[Python-checkins] peps: PEP 292 inspired competitor to PEP 498
nick.coghlan
python-checkins at python.org
Sat Aug 8 11:20:41 CEST 2015
https://hg.python.org/peps/rev/73eee55cff6d
changeset: 5932:73eee55cff6d
user: Nick Coghlan <ncoghlan at gmail.com>
date: Sat Aug 08 19:20:33 2015 +1000
summary:
PEP 292 inspired competitor to PEP 498
files:
pep-0500.txt | 401 +++++++++++++++++++++++++++++++++++++++
1 files changed, 401 insertions(+), 0 deletions(-)
diff --git a/pep-0500.txt b/pep-0500.txt
new file mode 100644
--- /dev/null
+++ b/pep-0500.txt
@@ -0,0 +1,401 @@
+PEP: 500
+Title: Translation ready string interpolation
+Version: $Revision$
+Last-Modified: $Date$
+Author: Nick Coghlan <ncoghlan at gmail.com>
+Status: Draft
+Type: Standards Track
+Content-Type: text/x-rst
+Created: 08-Aug-2015
+Python-Version: 3.6
+Post-History: 08-Aug-2015
+
+Abstract
+========
+
+PEP 498 proposes new syntactic support for string interpolation that is
+transparent to the compiler, allow name references from the interpolation
+operation full access to containing namespaces (as with any other expression),
+rather than being limited to explicitly name references.
+
+This PEP agrees with the basic motivation of PEP 498, but proposes to focus
+both the syntax and the implementation on the il8n use case, drawing on the
+previous proposals in PEP 292 (which added string.Template) and its predecessor
+PEP 215 (which proposed syntactic support, rather than a runtime string
+manipulation based approach). The text of this PEP currently assumes that the
+reader is familiar with these three previous related proposals.
+
+The interpolation syntax proposed for this PEP is that of PEP 292, but expanded
+to allow arbitrary expressions and format specifiers when using the ``${ref}``
+interpolation syntax. The suggested new string prefix is "i" rather than "f",
+with the intended mnemonics being either "interpolated string" or
+"il8n string"::
+
+ >>> import datetime
+ >>> name = 'Jane'
+ >>> age = 50
+ >>> anniversary = datetime.date(1991, 10, 12)

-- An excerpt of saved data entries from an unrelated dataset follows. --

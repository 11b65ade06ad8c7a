use std::env;

use crate::constants::{
    ENV_DB_HOST, ENV_DB_NAME, ENV_DB_PASSWORD, ENV_DB_USER, ENV_OPENAI_API_KEY,
};
use crate::error::{LoaderError, Result};

/// Everything the loader reads from the environment
#[derive(Debug, Clone)]
pub struct Config {
    pub database: DatabaseConfig,
    pub tagger: Option<TaggerConfig>,
}

#[derive(Clone)]
pub struct DatabaseConfig {
    pub host: String,
    pub name: String,
    pub user: String,
    pub password: String,
}

impl std::fmt::Debug for DatabaseConfig {
    fn fmt(&self, f: &mut std::fmt::Formatter<'_>) -> std::fmt::Result {
        f.debug_struct("DatabaseConfig")
            .field("host", &self.host)
            .field("name", &self.name)
            .field("user", &self.user)
            .field("password", &"***")
            .finish()
    }
}

#[derive(Clone)]
pub struct TaggerConfig {
    pub api_key: String,
}

impl std::fmt::Debug for TaggerConfig {
    fn fmt(&self, f: &mut std::fmt::Formatter<'_>) -> std::fmt::Result {
        f.debug_struct("TaggerConfig").field("api_key", &"***").finish()
    }
}

impl Config {
    /// Load from the process environment, after merging a `.env` file if one exists.
    pub fn load(require_tagger: bool) -> Result<Self> {
        dotenv::dotenv().ok();
        Self::from_lookup(|key| env::var(key).ok(), require_tagger)
    }

    /// Build from any key lookup; empty values count as missing.
    pub fn from_lookup<F>(lookup: F, require_tagger: bool) -> Result<Self>
    where
        F: Fn(&str) -> Option<String>,
    {
        let get = |key: &str| lookup(key).filter(|v| !v.trim().is_empty());
        let required = |key: &str| {
            get(key).ok_or_else(|| {
                LoaderError::Config(format!("{key} environment variable not set"))
            })
        };

        let database = DatabaseConfig {
            host: required(ENV_DB_HOST)?,
            name: required(ENV_DB_NAME)?,
            user: required(ENV_DB_USER)?,
            password: required(ENV_DB_PASSWORD)?,
        };

        let tagger = if require_tagger {
            Some(TaggerConfig {
                api_key: required(ENV_OPENAI_API_KEY)?,
            })
        } else {
            None
        };

        Ok(Self { database, tagger })
    }
}

#[cfg(test)]
mod tests {
    use super::*;
    use std::collections::HashMap;

    fn lookup(pairs: &[(&str, &str)]) -> impl Fn(&str) -> Option<String> {
        let map: HashMap<String, String> = pairs
            .iter()
            .map(|(k, v)| (k.to_string(), v.to_string()))
            .collect();
        move |key| map.get(key).cloned()
    }

    const FULL: [(&str, &str); 5] = [
        ("DB_HOST", "localhost"),
        ("DB_NAME", "leads"),
        ("DB_USER", "loader"),
        ("DB_PASSWORD", "hunter2"),
        ("OPENAI_API_KEY", "sk-test"),
    ];

    #[test]
    fn test_full_environment() {
        let config = Config::from_lookup(lookup(&FULL), true).unwrap();
        assert_eq!(config.database.host, "localhost");
        assert_eq!(config.database.name, "leads");
        assert_eq!(config.tagger.unwrap().api_key, "sk-test");
    }

    #[test]
    fn test_missing_db_setting_is_config_error() {
        let err = Config::from_lookup(lookup(&FULL[1..]), false).unwrap_err();
        assert!(matches!(err, LoaderError::Config(msg) if msg.contains("DB_HOST")));
    }

    #[test]
    fn test_api_key_only_required_when_tagging() {
        let config = Config::from_lookup(lookup(&FULL[..4]), false).unwrap();
        assert!(config.tagger.is_none());

        let err = Config::from_lookup(lookup(&FULL[..4]), true).unwrap_err();
        assert!(matches!(err, LoaderError::Config(msg) if msg.contains("OPENAI_API_KEY")));
    }

    #[test]
    fn test_blank_value_counts_as_missing() {
        let mut pairs = FULL.to_vec();
        pairs[3] = ("DB_PASSWORD", "  ");
        let err = Config::from_lookup(lookup(&pairs), false).unwrap_err();
        assert!(matches!(err, LoaderError::Config(msg) if msg.contains("DB_PASSWORD")));
    }

    #[test]
    fn test_debug_hides_secrets() {
        let config = Config::from_lookup(lookup(&FULL), true).unwrap();
        let rendered = format!("{config:?}");
        assert!(!rendered.contains("hunter2"));
        assert!(!rendered.contains("sk-test"));
    }
}
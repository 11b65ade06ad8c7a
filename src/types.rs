use chrono::NaiveDate;
use serde::{Deserialize, Serialize};

// Raw rows mirror the CSV headers exactly. Empty cells deserialize to `None`,
// so derivations never see "".

/// One row of `events_info.csv`
#[derive(Debug, Clone, PartialEq, Eq, Hash, Deserialize)]
pub struct RawEventRow {
    pub event_logo_url: Option<String>,
    pub event_name: Option<String>,
    pub event_start_date: Option<String>,
    pub event_end_date: Option<String>,
    pub event_venue: Option<String>,
    pub event_country: Option<String>,
    pub event_description: Option<String>,
    pub event_url: Option<String>,
}

/// One row of `company_info.csv`
#[derive(Debug, Clone, PartialEq, Eq, Hash, Deserialize)]
pub struct RawCompanyRow {
    pub company_name: Option<String>,
    pub company_phone: Option<String>,
    pub company_address: Option<String>,
    pub company_industry: Option<String>,
    pub company_overview: Option<String>,
    pub homepage_url: Option<String>,
    pub linkedin_company_url: Option<String>,
    pub homepage_base_url: Option<String>,
    pub company_logo_url_on_event_page: Option<String>,
    pub company_logo_url: Option<String>,
    pub company_logo_match_flag: Option<String>,
    pub company_logo_text: Option<String>,
    pub relation_to_event: Option<String>,
    pub company_revenue: Option<String>,
    pub n_employees: Option<String>,
    pub company_founding_year: Option<String>,
    pub event_url: Option<String>,
}

/// One row of `people_info.csv`
#[derive(Debug, Clone, PartialEq, Eq, Hash, Deserialize)]
pub struct RawPersonRow {
    pub first_name: Option<String>,
    pub middle_name: Option<String>,
    pub last_name: Option<String>,
    pub job_title: Option<String>,
    pub person_city: Option<String>,
    pub person_state: Option<String>,
    pub person_country: Option<String>,
    pub email_pattern: Option<String>,
    pub homepage_base_url: Option<String>,
    pub duration_in_current_job: Option<String>,
    pub duration_in_current_company: Option<String>,
}

/// Event ready for the `Events` table
#[derive(Debug, Clone, PartialEq, Serialize)]
pub struct Event {
    pub event_logo_url: Option<String>,
    pub event_name: Option<String>,
    pub event_start_date: Option<NaiveDate>,
    pub event_end_date: Option<NaiveDate>,
    pub event_venue: Option<String>,
    pub event_country: Option<String>,
    pub event_description: Option<String>,
    pub event_url: Option<String>,
    /// Comma-separated industry tags
    pub event_industry: Option<String>,
}

/// Company ready for the `Companies` table
#[derive(Debug, Clone, PartialEq, Serialize)]
pub struct Company {
    pub company_name: Option<String>,
    pub company_phone: Option<String>,
    pub company_address: Option<String>,
    pub company_industry: Option<String>,
    pub company_overview: Option<String>,
    pub homepage_url: Option<String>,
    pub linkedin_company_url: Option<String>,
    pub homepage_base_url: Option<String>,
    pub company_logo_url_on_event_page: Option<String>,
    pub company_logo_url: Option<String>,
    pub company_logo_match_flag: Option<String>,
    pub company_logo_text: Option<String>,
    pub relation_to_event: Option<String>,
    /// Absolute currency units
    pub company_revenue: Option<f64>,
    pub min_employees: Option<i32>,
    /// `None` with `min_employees` set means open-ended
    pub max_employees: Option<i32>,
    pub company_founding_year: Option<i32>,
    /// References `Events.event_url`
    pub event_url: Option<String>,
}

/// Person ready for the `People` table
#[derive(Debug, Clone, PartialEq, Eq, Serialize)]
pub struct Person {
    pub first_name: Option<String>,
    pub middle_name: Option<String>,
    pub last_name: Option<String>,
    pub job_title: Option<String>,
    pub person_city: Option<String>,
    pub person_state: Option<String>,
    pub person_country: Option<String>,
    pub email_pattern: Option<String>,
    pub email: Option<String>,
    pub homepage_base_url: Option<String>,
    pub duration_in_current_job: Option<String>,
    pub duration_in_current_company: Option<String>,
}

/// Target table names, in insertion order
#[derive(Debug, Clone, Copy, PartialEq, Eq)]
pub enum Table {
    Events,
    Companies,
    People,
}

impl Table {
    pub fn name(&self) -> &'static str {
        match self {
            Table::Events => "Events",
            Table::Companies => "Companies",
            Table::People => "People",
        }
    }
}

impl std::fmt::Display for Table {
    fn fmt(&self, f: &mut std::fmt::Formatter<'_>) -> std::fmt::Result {
        f.write_str(self.name())
    }
}
//! Target table definitions and the column order used for inserts.

use crate::types::Table;

pub const CREATE_EVENTS: &str = "
CREATE TABLE IF NOT EXISTS Events (
    event_id SERIAL PRIMARY KEY,
    event_logo_url TEXT,
    event_name TEXT,
    event_start_date DATE,
    event_end_date DATE,
    event_venue TEXT,
    event_country TEXT,
    event_description TEXT,
    event_url TEXT UNIQUE,
    event_industry TEXT
)";

pub const CREATE_COMPANIES: &str = "
CREATE TABLE IF NOT EXISTS Companies (
    company_id SERIAL PRIMARY KEY,
    company_name TEXT,
    company_phone TEXT,
    company_address TEXT,
    company_industry TEXT,
    company_overview TEXT,
    homepage_url TEXT,
    linkedin_company_url TEXT,
    homepage_base_url TEXT,
    company_logo_url_on_event_page TEXT,
    company_logo_url TEXT,
    company_logo_match_flag TEXT,
    company_logo_text TEXT,
    relation_to_event TEXT,
    company_revenue FLOAT,
    min_employees INT,
    max_employees INT,
    company_founding_year INT,
    event_url TEXT,
    FOREIGN KEY(event_url) REFERENCES Events(event_url)
)";

pub const CREATE_PEOPLE: &str = "
CREATE TABLE IF NOT EXISTS People (
    person_id SERIAL PRIMARY KEY,
    first_name TEXT,
    middle_name TEXT,
    last_name TEXT,
    job_title TEXT,
    person_city TEXT,
    person_state TEXT,
    person_country TEXT,
    email_pattern TEXT,
    email TEXT,
    homepage_base_url TEXT,
    duration_in_current_job TEXT,
    duration_in_current_company TEXT
)";

/// DDL in dependency order: Companies references Events.
pub const CREATE_ALL: [&str; 3] = [CREATE_EVENTS, CREATE_COMPANIES, CREATE_PEOPLE];

pub const EVENT_COLUMNS: [&str; 9] = [
    "event_logo_url",
    "event_name",
    "event_start_date",
    "event_end_date",
    "event_venue",
    "event_country",
    "event_description",
    "event_url",
    "event_industry",
];

pub const COMPANY_COLUMNS: [&str; 18] = [
    "company_name",
    "company_phone",
    "company_address",
    "company_industry",
    "company_overview",
    "homepage_url",
    "linkedin_company_url",
    "homepage_base_url",
    "company_logo_url_on_event_page",
    "company_logo_url",
    "company_logo_match_flag",
    "company_logo_text",
    "relation_to_event",
    "company_revenue",
    "min_employees",
    "max_employees",
    "company_founding_year",
    "event_url",
];

pub const PERSON_COLUMNS: [&str; 12] = [
    "first_name",
    "middle_name",
    "last_name",
    "job_title",
    "person_city",
    "person_state",
    "person_country",
    "email_pattern",
    "email",
    "homepage_base_url",
    "duration_in_current_job",
    "duration_in_current_company",
];

fn id_column(table: Table) -> &'static str {
    match table {
        Table::Events => "event_id",
        Table::Companies => "company_id",
        Table::People => "person_id",
    }
}

/// `INSERT ... RETURNING <id>` with `$n` placeholders in column order.
pub fn insert_sql(table: Table, columns: &[&str]) -> String {
    let placeholders = (1..=columns.len())
        .map(|i| format!("${i}"))
        .collect::<Vec<_>>()
        .join(", ");
    format!(
        "INSERT INTO {} ({}) VALUES ({}) RETURNING {}",
        table.name(),
        columns.join(", "),
        placeholders,
        id_column(table)
    )
}
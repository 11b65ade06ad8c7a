use once_cell::sync::Lazy;
use regex::Regex;
use tracing::warn;

static NUMBERS: Lazy<Regex> =
    Lazy::new(|| Regex::new(r"\d+\.\d+|\d+").expect("employee number pattern is valid"));

/// Canonical headcount buckets, in match priority order.
const BUCKETS: [(&str, i64, Option<i64>); 10] = [
    ("0-1", 0, Some(1)),
    ("1-10", 1, Some(10)),
    ("2-10", 2, Some(10)),
    ("11-50", 11, Some(50)),
    ("51-200", 51, Some(200)),
    ("201-500", 201, Some(500)),
    ("501-1000", 501, Some(1000)),
    ("1001-5000", 1001, Some(5000)),
    ("5001-10000", 5001, Some(10000)),
    ("10001+", 10001, None),
];

/// Headcount interval. `max == None` with `min` set is an open-ended range.
#[derive(Debug, Clone, Copy, PartialEq, Eq, Default)]
pub struct EmployeeRange {
    pub min: Option<i64>,
    pub max: Option<i64>,
}

impl EmployeeRange {
    pub const UNKNOWN: EmployeeRange = EmployeeRange { min: None, max: None };

    fn bounded(min: i64, max: Option<i64>) -> Self {
        Self { min: Some(min), max }
    }
}

/// Parse a free-text headcount like `"51-200 employees"` or `"about 40"`.
///
/// Never fails: anything that yields no usable bounds becomes [`EmployeeRange::UNKNOWN`].
pub fn parse_employee_range(raw: Option<&str>) -> EmployeeRange {
    let Some(raw) = raw else {
        return EmployeeRange::UNKNOWN;
    };

    let cleaned = raw.to_lowercase().replace(',', "");
    let cleaned = cleaned.trim();

    if let Some(&(_, min, max)) = BUCKETS
        .iter()
        .find(|(bucket, _, _)| contains_bucket(cleaned, bucket))
    {
        return EmployeeRange::bounded(min, max);
    }

    let integers: Vec<i64> = NUMBERS
        .find_iter(cleaned)
        .filter_map(|m| as_integer(m.as_str()))
        .collect();

    match integers.as_slice() {
        // Reversed pairs like "4000 to 3" are swapped so min <= max holds.
        [a, b] => EmployeeRange::bounded((*a).min(*b), Some((*a).max(*b))),
        [n] => EmployeeRange::bounded(*n, Some(*n)),
        _ => {
            warn!(input = %raw, found = integers.len(), "No employee bounds extracted; storing no value");
            EmployeeRange::UNKNOWN
        }
    }
}

/// Bucket occurrence that is not glued to further digits on either side,
/// so "501-1000" never reads as "1-10".
fn contains_bucket(text: &str, bucket: &str) -> bool {
    text.match_indices(bucket).any(|(start, matched)| {
        let before = text[..start].chars().next_back();
        let after = text[start + matched.len()..].chars().next();
        !before.is_some_and(|c| c.is_ascii_digit()) && !after.is_some_and(|c| c.is_ascii_digit())
    })
}

/// Integral numeric text as an integer; "12.0" counts, "12.5" does not.
fn as_integer(text: &str) -> Option<i64> {
    let value: f64 = text.parse().ok()?;
    if value.fract() != 0.0 || value > i64::MAX as f64 {
        return None;
    }
    Some(value as i64)
}

#[cfg(test)]
mod tests {
    use super::*;

    fn range(raw: &str) -> (Option<i64>, Option<i64>) {
        let r = parse_employee_range(Some(raw));
        (r.min, r.max)
    }

    #[test]
    fn test_absent_is_unknown() {
        assert_eq!(parse_employee_range(None), EmployeeRange::UNKNOWN);
    }

    #[test]
    fn test_every_bucket_maps_to_its_own_pair() {
        for (bucket, min, max) in BUCKETS {
            assert_eq!(range(bucket), (Some(min), max), "bucket {bucket}");
        }
    }

    #[test]
    fn test_bucket_with_surrounding_text_case_and_commas() {
        assert_eq!(range("51-200 employees"), (Some(51), Some(200)));
        assert_eq!(range("Company size: 1,001-5,000"), (Some(1001), Some(5000)));
        assert_eq!(range("10,001+ EMPLOYEES"), (Some(10001), None));
        assert_eq!(range("  2-10  "), (Some(2), Some(10)));
    }

    #[test]
    fn test_two_integers_without_bucket() {
        assert_eq!(range("between 3 and 4000"), (Some(3), Some(4000)));
        assert_eq!(range("150-300"), (Some(150), Some(300)));
    }

    #[test]
    fn test_reversed_integers_are_ordered() {
        assert_eq!(range("4000 to 3"), (Some(3), Some(4000)));
        assert_eq!(range("500-200"), (Some(200), Some(500)));
    }

    #[test]
    fn test_single_integer_is_degenerate_range() {
        assert_eq!(range("about 42 people"), (Some(42), Some(42)));
        assert_eq!(range("42.0"), (Some(42), Some(42)));
    }

    #[test]
    fn test_non_integral_numbers_are_discarded() {
        assert_eq!(range("2.5 to 30"), (Some(30), Some(30)));
        assert_eq!(range("1.5k"), (None, None));
    }

    #[test]
    fn test_zero_or_many_numbers_is_unknown() {
        assert_eq!(range("self-employed"), (None, None));
        assert_eq!(range("3, 5 or 7"), (None, None));
        assert_eq!(range(""), (None, None));
    }

    #[test]
    fn test_normalized_output_reparses_to_same_range() {
        let first = parse_employee_range(Some("between 3 and 4000"));
        let rendered = format!("{}-{}", first.min.unwrap(), first.max.unwrap());
        assert_eq!(parse_employee_range(Some(&rendered)), first);

        let bucket = parse_employee_range(Some("201-500 employees"));
        assert_eq!(parse_employee_range(Some("201-500")), bucket);
    }
}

+ >>> i'My name is $name, my age next year is ${age+1}, my anniversary is ${anniversary:%A, %B %d, %Y}.'
+ 'My name is Jane, my age next year is 51, my anniversary is Saturday, October 12, 1991.'
+ >>> i'She said her name is ${name!r}.'
+ "She said her name is 'Jane'."
+
+This PEP also proposes the introduction of three new builtin functions,
+``__interpolate__``, ``__interpolateb__`` and ``__interpolateu__``, which
+implement key aspects of the interpolation process, and may be overridden in
+accordance with the usual mechanisms for shadowing builtin functions.
+
+This PEP does not propose to remove or deprecate any of the existing
+string formatting mechanisms, as those will remain valuable when formatting
+strings that are present directly in the source code of the application.
+
+The key aim of this PEP that isn't inherited from PEP 498 is to help ensure
+that future Python applications are written in a "translation ready" way, where
+many interface strings that may need to be translated to allow an application
+to be used in multiple languages are flagged as a natural consequence of the
+development process, even though they won't be translated by default.
+
+
+Rationale
+=========
+
+PEP 498 makes interpolating values into strings with full access to Python's
+lexical namespace semantics simpler, but it does so at the cost of introducing
+yet another string interpolation syntax.
+
+The interpolation syntax devised for PEP 292 is deliberately simple so that the
+template strings can be extracted into an il8n message catalog, and passed to
+translators who may not themselves be developers. For these use cases, it is
+important that the interpolation syntax be as simple as possible, as the
+translators are responsible for preserving the substition markers, even as
+they translate the surrounding text. The PEP 292 syntax is also a common mesage
+catalog syntax already supporting by many commercial software translation
+support tools.
+
+PEP 498 correctly points out that the PEP 292 syntax isn't as flexible as that
+introduced for general purpose string formatting in PEP 3101, so this PEP adds
+that flexibility to the ``${ref}`` construct in PEP 292, and allows translation
+tools the option of rejecting usage of that more advanced syntax at runtime,
+rather than categorically rejecting it at compile time. The proposed permitted
+expressions inside ``${ref}`` are exactly as defined in PEP 498.
+
+
+Specification
+=============
+
+In source code, i-strings are string literals that are prefixed by the
+letter 'i'. The string will be parsed into its components at compile time,
+which will then be passed to the new ``__interpolate__`` builtin at runtime.
+
+The 'i' prefix may be combined with 'b', where the 'i' must appear first, in
+which case ``__interpolateb__`` will be called rather than ``__interpolate__``.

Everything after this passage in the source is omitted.